Would you repeat exactly the part of the listing below that runs from the line containing "use clap::Parser;" down to the line containing "fn main() ->", inclusive, and nothing else?
==============================
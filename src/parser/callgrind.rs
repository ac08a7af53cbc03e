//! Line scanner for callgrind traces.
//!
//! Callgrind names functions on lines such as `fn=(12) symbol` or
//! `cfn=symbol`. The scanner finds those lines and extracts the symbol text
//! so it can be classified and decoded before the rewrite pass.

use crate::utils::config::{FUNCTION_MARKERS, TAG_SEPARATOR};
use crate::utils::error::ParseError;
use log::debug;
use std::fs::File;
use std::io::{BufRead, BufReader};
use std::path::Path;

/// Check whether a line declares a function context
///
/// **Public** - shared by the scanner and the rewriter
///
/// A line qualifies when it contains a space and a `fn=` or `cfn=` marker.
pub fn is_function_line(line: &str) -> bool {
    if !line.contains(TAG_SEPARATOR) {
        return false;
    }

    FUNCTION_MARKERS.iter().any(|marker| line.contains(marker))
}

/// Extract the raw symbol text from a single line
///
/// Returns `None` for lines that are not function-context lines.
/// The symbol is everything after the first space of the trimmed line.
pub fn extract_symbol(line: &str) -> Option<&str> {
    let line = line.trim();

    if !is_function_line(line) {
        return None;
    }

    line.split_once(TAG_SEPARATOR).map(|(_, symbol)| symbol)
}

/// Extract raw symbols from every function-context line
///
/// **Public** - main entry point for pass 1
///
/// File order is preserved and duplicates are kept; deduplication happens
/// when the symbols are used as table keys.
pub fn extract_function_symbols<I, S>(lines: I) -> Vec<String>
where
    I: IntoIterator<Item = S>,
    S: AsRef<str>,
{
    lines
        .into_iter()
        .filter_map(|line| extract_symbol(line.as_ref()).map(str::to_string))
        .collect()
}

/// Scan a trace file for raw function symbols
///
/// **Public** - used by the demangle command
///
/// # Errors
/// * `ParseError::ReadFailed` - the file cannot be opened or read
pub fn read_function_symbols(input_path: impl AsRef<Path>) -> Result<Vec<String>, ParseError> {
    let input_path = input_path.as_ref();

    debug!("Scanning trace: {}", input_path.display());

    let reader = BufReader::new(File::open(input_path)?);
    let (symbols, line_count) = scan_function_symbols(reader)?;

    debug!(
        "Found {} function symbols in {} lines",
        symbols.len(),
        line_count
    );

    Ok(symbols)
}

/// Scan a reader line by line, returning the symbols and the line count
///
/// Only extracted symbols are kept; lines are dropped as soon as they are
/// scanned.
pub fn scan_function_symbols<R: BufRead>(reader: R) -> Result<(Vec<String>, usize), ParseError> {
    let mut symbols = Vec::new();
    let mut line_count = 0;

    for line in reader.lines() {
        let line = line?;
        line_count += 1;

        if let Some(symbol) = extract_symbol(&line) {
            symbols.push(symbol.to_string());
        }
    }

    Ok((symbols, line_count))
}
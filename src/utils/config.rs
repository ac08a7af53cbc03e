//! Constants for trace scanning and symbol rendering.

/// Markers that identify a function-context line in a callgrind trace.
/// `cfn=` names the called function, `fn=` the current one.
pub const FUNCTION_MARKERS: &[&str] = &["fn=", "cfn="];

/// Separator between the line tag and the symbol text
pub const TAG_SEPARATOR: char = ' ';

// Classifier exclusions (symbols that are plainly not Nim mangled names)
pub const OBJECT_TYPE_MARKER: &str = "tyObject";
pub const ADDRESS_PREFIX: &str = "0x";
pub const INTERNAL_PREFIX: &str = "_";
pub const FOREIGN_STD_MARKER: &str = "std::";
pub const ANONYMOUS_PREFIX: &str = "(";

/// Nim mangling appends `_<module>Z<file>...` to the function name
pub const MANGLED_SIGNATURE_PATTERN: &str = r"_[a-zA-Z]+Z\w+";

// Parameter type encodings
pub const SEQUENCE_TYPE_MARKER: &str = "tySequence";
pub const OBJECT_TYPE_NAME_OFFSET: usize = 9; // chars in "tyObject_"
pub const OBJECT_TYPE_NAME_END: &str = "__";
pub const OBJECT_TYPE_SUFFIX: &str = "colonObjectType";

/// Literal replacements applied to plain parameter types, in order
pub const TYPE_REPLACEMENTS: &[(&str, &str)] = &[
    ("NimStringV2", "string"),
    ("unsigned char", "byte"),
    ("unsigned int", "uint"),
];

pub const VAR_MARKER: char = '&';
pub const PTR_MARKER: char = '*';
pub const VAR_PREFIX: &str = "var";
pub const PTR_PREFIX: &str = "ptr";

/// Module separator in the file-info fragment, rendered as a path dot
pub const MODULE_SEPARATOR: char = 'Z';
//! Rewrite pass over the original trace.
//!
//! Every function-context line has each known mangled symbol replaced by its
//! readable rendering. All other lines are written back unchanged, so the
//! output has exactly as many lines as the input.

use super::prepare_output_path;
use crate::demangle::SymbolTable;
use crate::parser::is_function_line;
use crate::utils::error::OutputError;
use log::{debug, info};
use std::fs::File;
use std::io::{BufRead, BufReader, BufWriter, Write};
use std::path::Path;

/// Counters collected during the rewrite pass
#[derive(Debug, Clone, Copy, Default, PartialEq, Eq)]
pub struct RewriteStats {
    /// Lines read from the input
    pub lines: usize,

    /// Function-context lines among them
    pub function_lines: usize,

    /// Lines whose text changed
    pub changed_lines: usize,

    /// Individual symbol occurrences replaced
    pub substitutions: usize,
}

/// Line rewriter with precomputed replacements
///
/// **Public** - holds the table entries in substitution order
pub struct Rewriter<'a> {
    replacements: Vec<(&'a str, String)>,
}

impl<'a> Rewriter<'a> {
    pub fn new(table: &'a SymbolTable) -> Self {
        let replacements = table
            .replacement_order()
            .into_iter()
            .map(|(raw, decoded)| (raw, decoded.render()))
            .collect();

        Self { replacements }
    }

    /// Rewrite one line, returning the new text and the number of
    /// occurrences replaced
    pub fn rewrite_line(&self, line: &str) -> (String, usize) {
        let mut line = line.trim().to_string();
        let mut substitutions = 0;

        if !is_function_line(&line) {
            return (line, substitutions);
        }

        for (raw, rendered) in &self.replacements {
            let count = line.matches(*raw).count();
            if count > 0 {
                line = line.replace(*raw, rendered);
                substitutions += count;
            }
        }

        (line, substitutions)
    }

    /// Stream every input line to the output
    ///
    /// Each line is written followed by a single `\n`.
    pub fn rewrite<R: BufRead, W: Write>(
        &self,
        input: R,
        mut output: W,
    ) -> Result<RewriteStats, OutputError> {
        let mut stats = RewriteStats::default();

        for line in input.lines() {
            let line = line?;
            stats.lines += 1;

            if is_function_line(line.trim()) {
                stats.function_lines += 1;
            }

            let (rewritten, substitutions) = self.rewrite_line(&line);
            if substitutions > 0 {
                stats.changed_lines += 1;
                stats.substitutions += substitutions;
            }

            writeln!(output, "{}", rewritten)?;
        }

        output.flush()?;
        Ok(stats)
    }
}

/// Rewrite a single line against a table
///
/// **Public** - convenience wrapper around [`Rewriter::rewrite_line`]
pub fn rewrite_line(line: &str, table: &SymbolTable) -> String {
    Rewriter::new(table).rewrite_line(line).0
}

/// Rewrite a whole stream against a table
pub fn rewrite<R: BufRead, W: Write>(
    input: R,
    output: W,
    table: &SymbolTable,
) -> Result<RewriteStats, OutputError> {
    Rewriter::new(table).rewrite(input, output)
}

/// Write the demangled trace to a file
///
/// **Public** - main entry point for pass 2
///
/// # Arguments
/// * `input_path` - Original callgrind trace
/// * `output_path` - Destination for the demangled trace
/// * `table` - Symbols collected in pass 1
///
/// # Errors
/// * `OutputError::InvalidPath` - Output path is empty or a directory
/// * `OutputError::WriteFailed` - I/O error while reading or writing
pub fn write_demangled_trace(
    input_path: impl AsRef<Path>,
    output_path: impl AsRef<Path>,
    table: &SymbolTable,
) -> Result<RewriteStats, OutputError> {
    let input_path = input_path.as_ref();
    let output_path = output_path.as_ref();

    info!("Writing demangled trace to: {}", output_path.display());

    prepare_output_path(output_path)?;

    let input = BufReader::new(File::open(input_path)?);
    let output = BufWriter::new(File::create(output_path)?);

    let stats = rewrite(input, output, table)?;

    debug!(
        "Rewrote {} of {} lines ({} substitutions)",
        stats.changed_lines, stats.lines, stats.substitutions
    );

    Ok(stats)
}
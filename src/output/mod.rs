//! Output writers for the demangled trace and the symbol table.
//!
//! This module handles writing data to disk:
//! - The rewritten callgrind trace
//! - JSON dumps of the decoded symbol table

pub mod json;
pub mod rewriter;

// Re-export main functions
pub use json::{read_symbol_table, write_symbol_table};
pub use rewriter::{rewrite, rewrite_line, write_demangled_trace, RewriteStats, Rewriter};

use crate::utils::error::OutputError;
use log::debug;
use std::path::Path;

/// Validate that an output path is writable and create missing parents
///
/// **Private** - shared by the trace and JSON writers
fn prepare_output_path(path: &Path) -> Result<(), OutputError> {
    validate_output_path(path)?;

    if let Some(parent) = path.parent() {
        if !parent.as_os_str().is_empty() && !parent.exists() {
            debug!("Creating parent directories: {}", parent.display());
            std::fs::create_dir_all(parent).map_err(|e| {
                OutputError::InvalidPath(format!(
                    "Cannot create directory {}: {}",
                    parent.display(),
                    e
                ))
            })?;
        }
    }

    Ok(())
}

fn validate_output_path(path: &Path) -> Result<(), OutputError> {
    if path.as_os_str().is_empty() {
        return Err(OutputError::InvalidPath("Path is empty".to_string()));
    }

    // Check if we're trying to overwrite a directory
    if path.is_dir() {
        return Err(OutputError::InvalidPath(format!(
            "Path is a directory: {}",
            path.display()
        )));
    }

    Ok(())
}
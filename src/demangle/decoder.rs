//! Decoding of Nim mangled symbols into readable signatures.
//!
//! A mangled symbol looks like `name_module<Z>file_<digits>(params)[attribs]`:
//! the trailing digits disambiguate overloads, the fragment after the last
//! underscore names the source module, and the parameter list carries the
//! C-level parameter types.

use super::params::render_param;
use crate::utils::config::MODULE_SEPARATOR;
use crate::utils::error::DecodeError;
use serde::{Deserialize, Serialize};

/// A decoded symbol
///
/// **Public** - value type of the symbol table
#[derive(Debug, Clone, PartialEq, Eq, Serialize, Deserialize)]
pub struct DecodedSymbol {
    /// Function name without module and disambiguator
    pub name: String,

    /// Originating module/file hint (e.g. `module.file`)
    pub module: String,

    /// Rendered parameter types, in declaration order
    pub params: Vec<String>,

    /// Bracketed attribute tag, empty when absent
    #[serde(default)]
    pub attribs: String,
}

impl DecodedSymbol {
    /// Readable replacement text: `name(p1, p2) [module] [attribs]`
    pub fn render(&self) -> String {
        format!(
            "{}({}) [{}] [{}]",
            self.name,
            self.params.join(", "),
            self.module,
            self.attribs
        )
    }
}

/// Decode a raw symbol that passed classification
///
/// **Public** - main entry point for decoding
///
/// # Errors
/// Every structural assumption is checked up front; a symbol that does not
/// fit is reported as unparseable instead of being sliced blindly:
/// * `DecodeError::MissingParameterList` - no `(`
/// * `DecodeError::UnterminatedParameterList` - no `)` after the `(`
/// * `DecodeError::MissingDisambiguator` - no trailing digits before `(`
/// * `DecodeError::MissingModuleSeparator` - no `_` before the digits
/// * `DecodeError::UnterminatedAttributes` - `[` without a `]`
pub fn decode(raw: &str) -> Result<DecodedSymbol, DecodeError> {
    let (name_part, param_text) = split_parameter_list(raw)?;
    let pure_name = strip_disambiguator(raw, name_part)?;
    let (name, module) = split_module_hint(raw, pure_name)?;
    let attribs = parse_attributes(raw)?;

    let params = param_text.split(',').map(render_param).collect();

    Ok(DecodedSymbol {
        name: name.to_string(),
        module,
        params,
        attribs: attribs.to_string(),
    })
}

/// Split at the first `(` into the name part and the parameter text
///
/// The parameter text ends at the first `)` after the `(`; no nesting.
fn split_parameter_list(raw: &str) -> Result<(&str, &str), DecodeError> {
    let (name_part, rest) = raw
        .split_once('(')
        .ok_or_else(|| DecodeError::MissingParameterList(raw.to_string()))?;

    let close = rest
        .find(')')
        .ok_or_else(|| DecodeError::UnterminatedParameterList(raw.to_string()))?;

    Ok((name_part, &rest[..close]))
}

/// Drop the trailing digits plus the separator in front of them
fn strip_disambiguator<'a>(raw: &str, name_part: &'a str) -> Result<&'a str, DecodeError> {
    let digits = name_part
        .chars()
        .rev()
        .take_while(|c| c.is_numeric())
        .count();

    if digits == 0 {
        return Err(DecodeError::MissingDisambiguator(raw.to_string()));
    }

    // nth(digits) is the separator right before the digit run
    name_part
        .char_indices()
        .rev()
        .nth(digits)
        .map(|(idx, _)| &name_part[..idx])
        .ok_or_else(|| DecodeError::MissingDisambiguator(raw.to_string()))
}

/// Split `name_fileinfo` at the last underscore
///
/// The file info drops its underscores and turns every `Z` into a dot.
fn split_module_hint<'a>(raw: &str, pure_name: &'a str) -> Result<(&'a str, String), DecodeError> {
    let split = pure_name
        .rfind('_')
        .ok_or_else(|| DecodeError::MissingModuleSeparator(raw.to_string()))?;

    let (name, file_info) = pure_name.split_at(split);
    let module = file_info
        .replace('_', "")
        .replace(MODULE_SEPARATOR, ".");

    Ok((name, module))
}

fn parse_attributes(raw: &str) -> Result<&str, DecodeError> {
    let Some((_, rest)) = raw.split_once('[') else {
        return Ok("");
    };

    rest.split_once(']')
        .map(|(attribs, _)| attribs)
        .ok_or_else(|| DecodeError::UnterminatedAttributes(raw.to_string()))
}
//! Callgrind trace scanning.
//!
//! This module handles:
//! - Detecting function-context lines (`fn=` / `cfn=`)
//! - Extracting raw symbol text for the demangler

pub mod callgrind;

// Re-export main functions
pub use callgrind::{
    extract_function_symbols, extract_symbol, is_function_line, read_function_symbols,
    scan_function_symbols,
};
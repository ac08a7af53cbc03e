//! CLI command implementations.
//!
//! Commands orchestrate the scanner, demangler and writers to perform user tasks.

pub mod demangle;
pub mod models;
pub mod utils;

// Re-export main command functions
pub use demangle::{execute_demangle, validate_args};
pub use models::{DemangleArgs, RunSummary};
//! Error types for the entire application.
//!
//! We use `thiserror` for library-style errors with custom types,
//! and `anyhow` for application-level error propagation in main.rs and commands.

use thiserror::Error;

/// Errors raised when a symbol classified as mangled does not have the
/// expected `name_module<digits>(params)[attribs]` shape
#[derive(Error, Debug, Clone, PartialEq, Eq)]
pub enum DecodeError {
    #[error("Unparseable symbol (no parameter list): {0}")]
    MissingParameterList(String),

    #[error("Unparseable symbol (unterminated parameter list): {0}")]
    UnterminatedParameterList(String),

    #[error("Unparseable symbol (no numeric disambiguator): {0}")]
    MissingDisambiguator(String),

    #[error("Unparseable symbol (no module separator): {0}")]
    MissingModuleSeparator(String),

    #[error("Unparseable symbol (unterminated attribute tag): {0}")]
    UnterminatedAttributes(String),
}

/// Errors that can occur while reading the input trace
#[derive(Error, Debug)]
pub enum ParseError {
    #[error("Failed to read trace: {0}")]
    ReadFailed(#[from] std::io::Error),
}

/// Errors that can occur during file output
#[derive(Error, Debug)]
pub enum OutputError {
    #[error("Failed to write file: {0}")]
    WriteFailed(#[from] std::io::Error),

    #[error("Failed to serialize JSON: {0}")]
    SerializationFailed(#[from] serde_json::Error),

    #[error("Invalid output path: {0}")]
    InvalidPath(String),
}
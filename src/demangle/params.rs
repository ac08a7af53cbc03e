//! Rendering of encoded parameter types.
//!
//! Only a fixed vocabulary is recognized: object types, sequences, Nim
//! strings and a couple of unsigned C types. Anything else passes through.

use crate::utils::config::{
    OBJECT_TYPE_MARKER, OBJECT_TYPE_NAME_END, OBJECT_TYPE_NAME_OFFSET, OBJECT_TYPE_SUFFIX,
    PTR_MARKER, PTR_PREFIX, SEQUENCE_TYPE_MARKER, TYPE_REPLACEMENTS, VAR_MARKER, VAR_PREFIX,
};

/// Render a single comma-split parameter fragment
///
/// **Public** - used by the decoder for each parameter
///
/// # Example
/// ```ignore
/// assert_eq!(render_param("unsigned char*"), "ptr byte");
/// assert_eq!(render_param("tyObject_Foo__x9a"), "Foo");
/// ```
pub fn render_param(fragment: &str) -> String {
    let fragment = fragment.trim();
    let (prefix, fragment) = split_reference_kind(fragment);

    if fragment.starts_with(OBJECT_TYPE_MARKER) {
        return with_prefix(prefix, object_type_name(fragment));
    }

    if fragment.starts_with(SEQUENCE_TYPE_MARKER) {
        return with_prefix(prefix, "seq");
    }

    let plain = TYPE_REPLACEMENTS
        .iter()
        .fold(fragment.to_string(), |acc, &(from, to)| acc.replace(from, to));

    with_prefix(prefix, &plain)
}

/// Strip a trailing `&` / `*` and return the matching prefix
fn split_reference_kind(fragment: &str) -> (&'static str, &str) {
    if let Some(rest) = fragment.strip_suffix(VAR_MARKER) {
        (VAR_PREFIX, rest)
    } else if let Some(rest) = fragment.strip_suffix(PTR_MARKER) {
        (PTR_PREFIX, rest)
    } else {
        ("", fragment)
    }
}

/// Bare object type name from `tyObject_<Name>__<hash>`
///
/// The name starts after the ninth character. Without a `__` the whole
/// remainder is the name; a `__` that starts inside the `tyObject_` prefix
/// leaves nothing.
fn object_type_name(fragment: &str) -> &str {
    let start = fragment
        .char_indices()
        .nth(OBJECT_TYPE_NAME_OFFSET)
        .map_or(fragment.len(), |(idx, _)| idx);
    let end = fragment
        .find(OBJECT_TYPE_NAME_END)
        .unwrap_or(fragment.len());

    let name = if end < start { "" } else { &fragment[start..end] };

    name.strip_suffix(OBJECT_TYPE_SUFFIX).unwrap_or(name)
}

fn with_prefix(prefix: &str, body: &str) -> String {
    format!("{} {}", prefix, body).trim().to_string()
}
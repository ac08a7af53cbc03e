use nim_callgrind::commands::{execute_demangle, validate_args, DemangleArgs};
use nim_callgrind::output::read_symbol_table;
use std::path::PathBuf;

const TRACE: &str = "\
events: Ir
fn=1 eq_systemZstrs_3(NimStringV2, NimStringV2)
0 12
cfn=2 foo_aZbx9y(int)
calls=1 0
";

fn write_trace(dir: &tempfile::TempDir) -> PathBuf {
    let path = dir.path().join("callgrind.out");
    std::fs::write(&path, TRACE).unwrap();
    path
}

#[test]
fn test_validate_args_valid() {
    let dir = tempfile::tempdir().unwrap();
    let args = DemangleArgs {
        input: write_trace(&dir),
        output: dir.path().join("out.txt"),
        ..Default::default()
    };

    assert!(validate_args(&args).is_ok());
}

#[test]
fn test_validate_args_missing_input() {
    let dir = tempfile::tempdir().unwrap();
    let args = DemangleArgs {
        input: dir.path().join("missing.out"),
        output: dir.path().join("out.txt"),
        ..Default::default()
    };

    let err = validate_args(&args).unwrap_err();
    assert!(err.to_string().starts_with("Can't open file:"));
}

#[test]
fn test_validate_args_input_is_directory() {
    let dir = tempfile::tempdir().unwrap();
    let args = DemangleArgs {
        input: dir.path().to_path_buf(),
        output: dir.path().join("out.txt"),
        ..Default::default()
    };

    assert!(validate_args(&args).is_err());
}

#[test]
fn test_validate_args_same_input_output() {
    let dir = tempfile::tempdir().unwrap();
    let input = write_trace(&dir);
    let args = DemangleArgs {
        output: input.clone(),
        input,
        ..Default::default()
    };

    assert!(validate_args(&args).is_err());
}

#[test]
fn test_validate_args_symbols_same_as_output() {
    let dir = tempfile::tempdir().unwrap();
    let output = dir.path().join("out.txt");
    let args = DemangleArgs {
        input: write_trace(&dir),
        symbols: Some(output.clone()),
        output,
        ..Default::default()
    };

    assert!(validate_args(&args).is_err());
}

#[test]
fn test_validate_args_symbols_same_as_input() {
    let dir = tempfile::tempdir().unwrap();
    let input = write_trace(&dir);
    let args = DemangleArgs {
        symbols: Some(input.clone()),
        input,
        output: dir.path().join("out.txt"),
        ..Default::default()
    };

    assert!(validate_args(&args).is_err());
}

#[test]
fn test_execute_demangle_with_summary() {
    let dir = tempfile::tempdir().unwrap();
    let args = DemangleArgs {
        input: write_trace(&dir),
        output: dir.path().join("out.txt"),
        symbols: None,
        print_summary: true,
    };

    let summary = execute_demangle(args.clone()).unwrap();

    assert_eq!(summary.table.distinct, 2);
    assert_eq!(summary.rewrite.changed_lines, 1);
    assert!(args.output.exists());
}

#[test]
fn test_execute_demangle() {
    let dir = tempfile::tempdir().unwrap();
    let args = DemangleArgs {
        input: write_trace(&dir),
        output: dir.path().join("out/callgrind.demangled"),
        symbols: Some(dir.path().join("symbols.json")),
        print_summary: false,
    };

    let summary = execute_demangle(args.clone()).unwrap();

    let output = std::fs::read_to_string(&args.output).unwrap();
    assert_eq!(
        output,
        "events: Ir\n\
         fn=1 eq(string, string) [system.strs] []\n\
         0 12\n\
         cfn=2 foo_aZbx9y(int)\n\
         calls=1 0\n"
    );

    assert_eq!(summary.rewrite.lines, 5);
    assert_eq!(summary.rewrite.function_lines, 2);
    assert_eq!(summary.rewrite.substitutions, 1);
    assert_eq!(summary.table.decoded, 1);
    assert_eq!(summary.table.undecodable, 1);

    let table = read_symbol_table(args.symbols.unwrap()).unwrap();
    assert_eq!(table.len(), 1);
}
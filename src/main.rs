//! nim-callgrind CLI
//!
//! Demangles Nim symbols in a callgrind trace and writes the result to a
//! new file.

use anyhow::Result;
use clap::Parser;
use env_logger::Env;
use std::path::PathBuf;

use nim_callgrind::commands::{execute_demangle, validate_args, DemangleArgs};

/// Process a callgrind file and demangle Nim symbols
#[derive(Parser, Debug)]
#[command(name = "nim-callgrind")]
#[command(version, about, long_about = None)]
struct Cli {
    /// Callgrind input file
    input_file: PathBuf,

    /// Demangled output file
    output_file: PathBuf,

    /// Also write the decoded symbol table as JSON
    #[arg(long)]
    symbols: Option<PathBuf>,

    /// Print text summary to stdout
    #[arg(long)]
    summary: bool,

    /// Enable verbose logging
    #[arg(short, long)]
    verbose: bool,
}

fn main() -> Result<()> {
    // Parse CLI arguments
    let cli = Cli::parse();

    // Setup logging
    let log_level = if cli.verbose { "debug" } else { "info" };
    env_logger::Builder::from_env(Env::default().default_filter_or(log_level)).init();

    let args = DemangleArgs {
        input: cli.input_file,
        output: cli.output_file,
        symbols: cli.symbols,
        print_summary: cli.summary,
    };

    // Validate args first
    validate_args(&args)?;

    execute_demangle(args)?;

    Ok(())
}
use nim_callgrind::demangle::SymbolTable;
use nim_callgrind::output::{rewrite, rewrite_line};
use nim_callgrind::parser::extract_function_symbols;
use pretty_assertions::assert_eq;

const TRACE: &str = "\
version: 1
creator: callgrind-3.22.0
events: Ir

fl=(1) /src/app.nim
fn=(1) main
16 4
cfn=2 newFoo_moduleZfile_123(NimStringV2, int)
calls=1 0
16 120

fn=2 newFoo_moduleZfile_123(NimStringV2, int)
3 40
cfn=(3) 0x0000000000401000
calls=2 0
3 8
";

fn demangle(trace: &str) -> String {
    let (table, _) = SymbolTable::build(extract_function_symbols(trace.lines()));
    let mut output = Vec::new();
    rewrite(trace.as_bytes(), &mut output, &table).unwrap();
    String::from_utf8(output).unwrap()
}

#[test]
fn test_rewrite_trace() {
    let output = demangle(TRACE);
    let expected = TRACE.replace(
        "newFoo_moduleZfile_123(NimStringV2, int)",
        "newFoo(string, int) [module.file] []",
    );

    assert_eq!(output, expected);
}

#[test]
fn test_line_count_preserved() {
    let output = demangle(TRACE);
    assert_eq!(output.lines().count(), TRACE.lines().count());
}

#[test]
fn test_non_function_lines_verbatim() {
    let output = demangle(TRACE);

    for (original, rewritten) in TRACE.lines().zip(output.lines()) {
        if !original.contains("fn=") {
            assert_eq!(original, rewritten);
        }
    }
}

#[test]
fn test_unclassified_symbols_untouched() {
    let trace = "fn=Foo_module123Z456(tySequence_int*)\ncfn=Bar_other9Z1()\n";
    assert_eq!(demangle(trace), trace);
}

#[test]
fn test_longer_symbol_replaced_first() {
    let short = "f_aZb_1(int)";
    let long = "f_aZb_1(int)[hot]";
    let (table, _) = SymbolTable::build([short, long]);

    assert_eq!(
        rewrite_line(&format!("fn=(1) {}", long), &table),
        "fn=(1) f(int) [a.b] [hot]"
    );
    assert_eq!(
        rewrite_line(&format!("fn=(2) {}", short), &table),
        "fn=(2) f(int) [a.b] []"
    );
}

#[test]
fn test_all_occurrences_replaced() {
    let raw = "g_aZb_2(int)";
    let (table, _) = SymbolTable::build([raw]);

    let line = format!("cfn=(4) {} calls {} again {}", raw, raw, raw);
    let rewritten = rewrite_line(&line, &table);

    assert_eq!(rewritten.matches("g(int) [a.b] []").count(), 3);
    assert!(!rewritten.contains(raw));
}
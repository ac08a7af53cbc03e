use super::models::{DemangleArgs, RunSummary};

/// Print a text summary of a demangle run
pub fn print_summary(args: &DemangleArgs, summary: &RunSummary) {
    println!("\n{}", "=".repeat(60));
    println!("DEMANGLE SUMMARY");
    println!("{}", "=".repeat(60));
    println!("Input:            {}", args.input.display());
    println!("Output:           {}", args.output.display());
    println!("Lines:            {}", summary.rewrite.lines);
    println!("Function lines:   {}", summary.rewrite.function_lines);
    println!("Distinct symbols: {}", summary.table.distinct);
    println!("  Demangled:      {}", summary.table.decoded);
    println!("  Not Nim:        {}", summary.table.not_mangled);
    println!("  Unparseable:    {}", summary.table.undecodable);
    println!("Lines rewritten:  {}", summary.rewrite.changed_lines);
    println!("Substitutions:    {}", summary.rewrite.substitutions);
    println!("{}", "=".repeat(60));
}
==============================
**PROBLEM SOLUTION**:
use clap::Parser;
use env_logger::Env;
use std::path::PathBuf;

use nim_callgrind::commands::{execute_demangle, validate_args, DemangleArgs};

/// Process a callgrind file and demangle Nim symbols
#[derive(Parser, Debug)]
#[command(name = "nim-callgrind")]
#[command(version, about, long_about = None)]
struct Cli {
    /// Callgrind input file
    input_file: PathBuf,

    /// Demangled output file
    output_file: PathBuf,

    /// Also write the decoded symbol table as JSON
    #[arg(long)]
    symbols: Option<PathBuf>,

    /// Print text summary to stdout
    #[arg(long)]
    summary: bool,

    /// Enable verbose logging
    #[arg(short, long)]
    verbose: bool,
}

fn main() -> Result<()> {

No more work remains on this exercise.